Dating after divorce is often framed as a “fresh start.” But what if it’s not?
In this episode, Tracy Callahan is joined by Wendy Kesser, certified divorce coach and professional “rematchmaker,” to explore what really happens when clients re-enter the world of relationships after divorce.
Together, they unpack why dating after divorce is less about starting over and more about stepping into a new relational environment one where old patterns, assumptions, and conflict dynamics often resurface.
For divorce coaches, this conversation highlights a critical truth: the work doesn’t end when the agreement is signed. It evolves.
What You’ll Learn in This Episode
Why dating after divorce is both a new chapter and a continuation of past relational patterns
How unresolved internal conflict shows up in partner selection and dating decisions
The difference between being ready to date and having the capacity to engage in relationships differently
Why clients often “date for replacement” instead of alignment
The role of values audits in helping clients make intentional relationship choices
How coaches can shift clients from seeking validation to developing discernment
Why the goal is not to help clients find the “right partner,” but to help them engage in relationships differently
Key Insights
Dating is not a clean slate
Clients carry forward patterns, assumptions, and ways of engaging into new relationships—often without awareness.
Readiness is not a feeling—it’s a capacity
True readiness includes emotional availability, tolerance for uncertainty, and the ability to communicate with clarity and honesty.
The past may still be doing the choosing
When clients define what they want based on what they don’t want, they remain anchored to prior relationships rather than aligned with future intentions.
Clients don’t need scripts—they need skills
The work is not about telling clients what to say. It’s about helping them develop awareness, capacity, and intentional engagement.
Divorce coaching extends beyond the divorce
Supporting clients in how they re-engage in relationships is where long-term transformation happens.
For Divorce Coaches: Your Role
Help clients identify and understand their relational patterns
Support intentional decision-making, not reactive choices
Guide clients toward values-based alignment
Encourage self-awareness over performance in dating
Provide referrals and resources that support continued growth
Memorable Moments
“The problem is not the pool. The problem is the filter.”
“Readiness isn’t a feeling—it’s a capacity.”
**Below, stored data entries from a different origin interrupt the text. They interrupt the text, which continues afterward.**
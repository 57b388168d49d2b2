//! Repository for the `report_cards` table.

use sqlx::PgPool;
use educ_core::types::DbId;

use crate::models::grade::ReportCard;

const COLUMNS: &str = "\
    id, student_id, etablissement_id, period, general_average, subject_averages, \
    published, generated_by, generated_at";

pub struct ReportCardRepo;

impl ReportCardRepo {
    /// Insert or recompute the report card of a student for a period.
    ///
    /// Regeneration replaces the averages and keeps the publication flag.
    pub async fn upsert(
        pool: &PgPool,
        student_id: DbId,
        etablissement_id: DbId,
        period: &str,
        general_average: Option<f64>,
        subject_averages: &serde_json::Value,
        generated_by: DbId,
    ) -> Result<ReportCard, sqlx::Error> {
        let query = format!(
            "INSERT INTO report_cards \
                (student_id, etablissement_id, period, general_average, subject_averages, generated_by) \
             VALUES ($1, $2, $3, $4, $5, $6) \
             ON CONFLICT ON CONSTRAINT uq_report_cards_student_period DO UPDATE \
             SET general_average = EXCLUDED.general_average, \
                 subject_averages = EXCLUDED.subject_averages, \
                 generated_by = EXCLUDED.generated_by, \
                 generated_at = now() \
             RETURNING {COLUMNS}"
        );
        sqlx::query_as::<_, ReportCard>(&query)
            .bind(student_id)
            .bind(etablissement_id)
            .bind(period)
            .bind(general_average)
            .bind(subject_averages)
            .bind(generated_by)
            .fetch_one(pool)
            .await
    }

    pub async fn count_published(
        pool: &PgPool,
        etablissement_id: Option<DbId>,
    ) -> Result<i64, sqlx::Error> {
        sqlx::query_scalar(
            "SELECT COUNT(*) FROM report_cards \
             WHERE published AND ($1::BIGINT IS NULL OR etablissement_id = $1)",
        )
        .bind(etablissement_id)
        .fetch_one(pool)
        .await
    }
}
“Clients don’t date… they audition.”
“The work is helping clients consciously author their next chapter.”
About the Guest
Wendy Kesser is a certified divorce coach, professional matchmaker, and founder of Get With Wendy. She specializes in working with divorced and widowed individuals, helping them navigate partner selection with intention and clarity. Wendy brings a unique perspective by combining divorce coaching with matchmaking, offering insight into how past relational dynamics influence future choices.